Premera health insurance is taking strides to help this issue. In July, Premera granted Covenant House Alaska $1 million to help them fulfill their vision of eradicating youth homelessness. Since opening in 1988, Covenant House Alaska has served thousands of homeless, at-risk, and trafficked youth in the state. The home is providing home, showers, clean clothes, medical attention, and food, they also provide job readiness training, facilitate counseling sessions, as well as music, art, and cooking lessons. Additionally, the staff shows by example how caring relationships are based on mutual trust and respect. Covenant House is working hard to make youth homelessness rare, brief and nonrecurring, and Premera is proud to support them in this endeavor.

Housing saves patients, says Michael Ferry, a licensed social worker with Yale New Haven Health.
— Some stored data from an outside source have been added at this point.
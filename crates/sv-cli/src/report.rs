//! Plain-text tables printed to stdout.

use std::fmt::{Result, Write};
use sv_data::{ColumnSummary, InspectionReport};
use sv_inference::{
    AnovaResult, ModelComparison, OlsBayesRow, OlsFit, PosteriorSummary, Selection,
    SelectionReason,
};

use crate::pipeline::PipelineReport;

fn stars(p: f64) -> &'static str {
    match p {
        p if p < 0.001 => "***",
        p if p < 0.01 => "**",
        p if p < 0.05 => "*",
        p if p < 0.1 => ".",
        _ => "",
    }
}

fn width(names: impl IntoIterator<Item = usize>) -> usize {
    names.into_iter().max().unwrap_or(0).max(11)
}

/// Coefficient table and fit statistics of a least-squares fit.
pub fn ols_table(out: &mut String, fit: &OlsFit) -> Result {
    let w = width(fit.labels.iter().map(String::len));
    writeln!(out, "{}", fit.formula)?;
    writeln!(
        out,
        "{:<w$} {:>10} {:>10} {:>8} {:>10} {:>10} {:>10}",
        "", "Estimate", "Std.Err", "t", "Pr(>|t|)", "2.5%", "97.5%"
    )?;
    for j in 0..fit.n_params {
        let ci = &fit.conf_intervals[j];
        writeln!(
            out,
            "{:<w$} {:>10.4} {:>10.4} {:>8.3} {:>10.3e} {:>10.4} {:>10.4} {}",
            fit.labels[j],
            fit.coefficients[j],
            fit.std_errors[j],
            fit.t_values[j],
            fit.p_values[j],
            ci.lower,
            ci.upper,
            stars(fit.p_values[j])
        )?;
    }
    writeln!(
        out,
        "Residual standard error: {:.4} on {} degrees of freedom",
        fit.sigma, fit.df_residual
    )?;
    writeln!(
        out,
        "R-squared: {:.4}, Adjusted R-squared: {:.4}",
        fit.r_squared, fit.adj_r_squared
    )?;
    if fit.f_statistic.is_finite() {
        writeln!(
            out,
            "F-statistic: {:.3} on {} and {} DF, p-value: {:.3e}",
            fit.f_statistic,
            fit.n_predictors(),
            fit.df_residual,
            fit.f_p_value
        )?;
    }
    writeln!(out, "AIC: {:.2}, BIC: {:.2}", fit.aic, fit.bic)
}

/// Side-by-side R² comparison.
pub fn comparison_line(out: &mut String, c: &ModelComparison) -> Result {
    writeln!(
        out,
        "{}  ->  {}: R2 {:.4} -> {:.4} ({:+.4}), adj R2 {:.4} -> {:.4} ({:+.4})",
        c.first.formula,
        c.second.formula,
        c.first.r_squared,
        c.second.r_squared,
        c.delta_r_squared,
        c.first.adj_r_squared,
        c.second.adj_r_squared,
        c.delta_adj_r_squared
    )
}

/// Nested F-test table.
pub fn anova_table(out: &mut String, a: &AnovaResult) -> Result {
    writeln!(out, "Model 1: {}", a.small_formula)?;
    writeln!(out, "Model 2: {}", a.large_formula)?;
    writeln!(out, "  Res.Df        RSS  Df  Sum of Sq        F    Pr(>F)")?;
    writeln!(out, "1 {:>6} {:>10.2}", a.df_small, a.rss_small)?;
    writeln!(
        out,
        "2 {:>6} {:>10.2} {:>3} {:>10.2} {:>8.3} {:>9.3e} {}",
        a.df_large,
        a.rss_large,
        a.df_diff,
        a.sum_of_squares,
        a.f_statistic,
        a.p_value,
        stars(a.p_value)
    )
}

/// One selection decision.
pub fn selection_line(out: &mut String, s: &Selection) -> Result {
    match &s.reason {
        SelectionReason::NestedFTest { p_value, alpha } => writeln!(
            out,
            "kept {} (nested F-test p = {:.3e}, alpha = {})",
            s.formula, p_value, alpha
        ),
        SelectionReason::AdjustedRSquared => {
            writeln!(out, "kept {} (higher adjusted R-squared)", s.formula)
        }
    }
}

/// Posterior summary table.
pub fn posterior_table(out: &mut String, p: &PosteriorSummary) -> Result {
    let w = width(p.coefficients.iter().map(|c| c.name.len()));
    writeln!(
        out,
        "{} ({} chain(s) x {} draws, quality {})",
        p.formula, p.n_chains, p.n_samples, p.quality.status
    )?;
    writeln!(
        out,
        "{:<w$} {:>10} {:>9} {:>9} {:>9} {:>10} {:>10} {:>8}",
        "", "Mean", "SD", "Naive SE", "TS SE", "2.5%", "97.5%", "ESS"
    )?;
    for c in p.coefficients.iter().chain(std::iter::once(&p.sigma2)) {
        writeln!(
            out,
            "{:<w$} {:>10.4} {:>9.4} {:>9.5} {:>9.5} {:>10.4} {:>10.4} {:>8.0}{}",
            c.name,
            c.mean,
            c.sd,
            c.naive_se,
            c.time_series_se,
            c.interval.lower,
            c.interval.upper,
            c.ess,
            c.r_hat.map(|r| format!("  R-hat {:.3}", r)).unwrap_or_default()
        )?;
    }
    writeln!(out, "credible (interval excludes 0): {}", p.credible_terms().join(", "))
}

/// OLS vs posterior, row by row.
pub fn ols_vs_bayes_table(out: &mut String, rows: &[OlsBayesRow]) -> Result {
    let w = width(rows.iter().map(|r| r.name.len()));
    writeln!(out, "{:<w$} {:>10} {:>23} {:>10} {:>7}", "", "OLS", "95% CI", "Posterior", "inside")?;
    for r in rows {
        writeln!(
            out,
            "{:<w$} {:>10.4} [{:>10.4}, {:>10.4}] {:>10.4} {:>7}",
            r.name,
            r.ols_estimate,
            r.ols_interval.lower,
            r.ols_interval.upper,
            r.posterior_mean,
            if r.within_ols_interval { "yes" } else { "no" }
        )?;
    }
    Ok(())
}

/// Column summaries, skew flags and collinear pairs.
pub fn inspection_text(out: &mut String, r: &InspectionReport) -> Result {
    writeln!(
        out,
        "{:<12} {:>6} {:>9} {:>9} {:>9} {:>9} {:>9} {:>9} {:>9}",
        "column", "n", "min", "q1", "median", "mean", "q3", "max", "skew"
    )?;
    for s in &r.summaries {
        match s {
            ColumnSummary::Numeric(n) => writeln!(
                out,
                "{:<12} {:>6} {:>9.2} {:>9.2} {:>9.2} {:>9.2} {:>9.2} {:>9.2} {:>9.3}",
                n.name, n.count, n.min, n.q1, n.median, n.mean, n.q3, n.max, n.skewness
            )?,
            ColumnSummary::Levels(l) => {
                let counts: Vec<String> =
                    l.counts.iter().map(|(level, k)| format!("{level}: {k}")).collect();
                writeln!(out, "{:<12} {}", l.name, counts.join(", "))?
            }
        }
    }
    for f in &r.skewed {
        writeln!(out, "skewed: {} ({:.3})", f.column, f.skewness)?;
    }
    if !r.added_columns.is_empty() {
        writeln!(out, "added: {}", r.added_columns.join(", "))?;
    }
    for p in &r.collinear {
        writeln!(out, "collinear: {} ~ {} (r = {:.3})", p.a, p.b, p.r)?;
    }
    writeln!(out)?;
    let names = &r.correlation.names;
    let w = width(names.iter().map(String::len));
    write!(out, "{:<w$}", "")?;
    for n in names {
        write!(out, " {:>8.8}", n)?;
    }
    writeln!(out)?;
    for (name, row) in names.iter().zip(&r.correlation.values) {
        write!(out, "{:<w$}", name)?;
        for v in row {
            write!(out, " {:>8.3}", v)?;
        }
        writeln!(out)?;
    }
    Ok(())
}

/// Full `survstat run` report.
pub fn pipeline_text(out: &mut String, r: &PipelineReport) -> Result {
    writeln!(out, "== Survey: seed {}, {} respondents ==", r.seed, r.n_respondents)?;
    inspection_text(out, &r.inspection)?;

    writeln!(out, "\n== Models ==")?;
    for m in &r.models {
        writeln!(out, "-- {} --", m.name)?;
        ols_table(out, &m.fit)?;
        writeln!(out)?;
    }

    writeln!(out, "== Comparison ==")?;
    for c in &r.comparisons {
        comparison_line(out, c)?;
    }
    writeln!(out)?;
    for a in &r.anova {
        anova_table(out, a)?;
        writeln!(out)?;
    }
    for s in &r.selections {
        selection_line(out, s)?;
    }
    writeln!(out, "chosen: {}", r.chosen)?;

    writeln!(out, "\n== Standardized predictors ==")?;
    ols_table(out, &r.standardized)?;

    writeln!(out, "\n== Diagnostics ==")?;
    for (label, v) in &r.vif {
        writeln!(out, "VIF {:<24} {:>8.3}", label, v)?;
    }
    writeln!(
        out,
        "{} row(s) with Cook's distance above {:.4}",
        r.influence.high_influence.len(),
        r.influence.cooks_threshold
    )?;

    writeln!(out, "\n== Bayesian regression ==")?;
    posterior_table(out, &r.posterior)?;
    writeln!(out)?;
    ols_vs_bayes_table(out, &r.ols_vs_bayes)
}

#[cfg(test)]
mod tests {
    use super::*;
    use sv_data::{Column, DataFrame};
    use sv_inference::fit_ols;

    fn fit_formula(formula: &str) -> OlsFit {
        let df = DataFrame::new()
            .with_column("y", Column::numeric(vec![3.0, 5.0, 4.0, 8.0, 9.0, 7.0]))
            .unwrap()
            .with_column("x", Column::integer(vec![1, 2, 3, 4, 5, 6]))
            .unwrap();
        fit_ols(&df, &formula.parse().unwrap()).unwrap()
    }

    fn fit() -> OlsFit {
        fit_formula("y ~ x")
    }

    #[test]
    fn test_stars() {
        assert_eq!(stars(0.0001), "***");
        assert_eq!(stars(0.049), "*");
        assert_eq!(stars(0.07), ".");
        assert_eq!(stars(0.5), "");
    }

    #[test]
    fn test_ols_table_rows() {
        let mut s = String::new();
        ols_table(&mut s, &fit()).unwrap();
        assert!(s.starts_with("y ~ x\n"));
        assert!(s.contains("(Intercept)"));
        assert!(s.contains("R-squared: 0.6612, Adjusted R-squared: 0.5765"));
        assert!(s.contains("on 1 and 4 DF"));
        let x_row = s.lines().find(|l| l.starts_with("x ")).unwrap();
        assert!(x_row.contains("1.0286"));
        assert!(x_row.trim_end().ends_with('*'));
    }

    #[test]
    fn test_ols_table_without_intercept_counts_every_predictor() {
        let mut s = String::new();
        ols_table(&mut s, &fit_formula("y ~ 0 + x")).unwrap();
        assert!(!s.contains("(Intercept)"));
        assert!(s.contains("on 1 and 5 DF"), "{s}");
    }
}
‘Lack of housing causes individuals to delay care, see a worsening of symptoms’ Ferry says. “Unless they have a place to recuperate they don’t have the time to get better. I’m a social worker and we’ve begun using electronic medical records different than other hospitals in CT.” Yale uses its records to catch folks that come in, then we send a social worker to meet with the homeless and collaborate with Columbus House, a shelter, to help people recuperate. ‘We worked with Columbus house staff to set up beds on the third floor there, so they could have their own room. Yale New Haven Hospital is pleased with the program and sends its own nurses to the shelter for 40-60 hours a week. Once they’re in the medical rest program patients are one-third less likely to return to the ED. Ferry says there is tremendous improvement in services for homeless patients. He says the cost of Medicaid is reduced to $12,000-$25,000 per month. Once individuals are housed, their need for hospitals drops further.’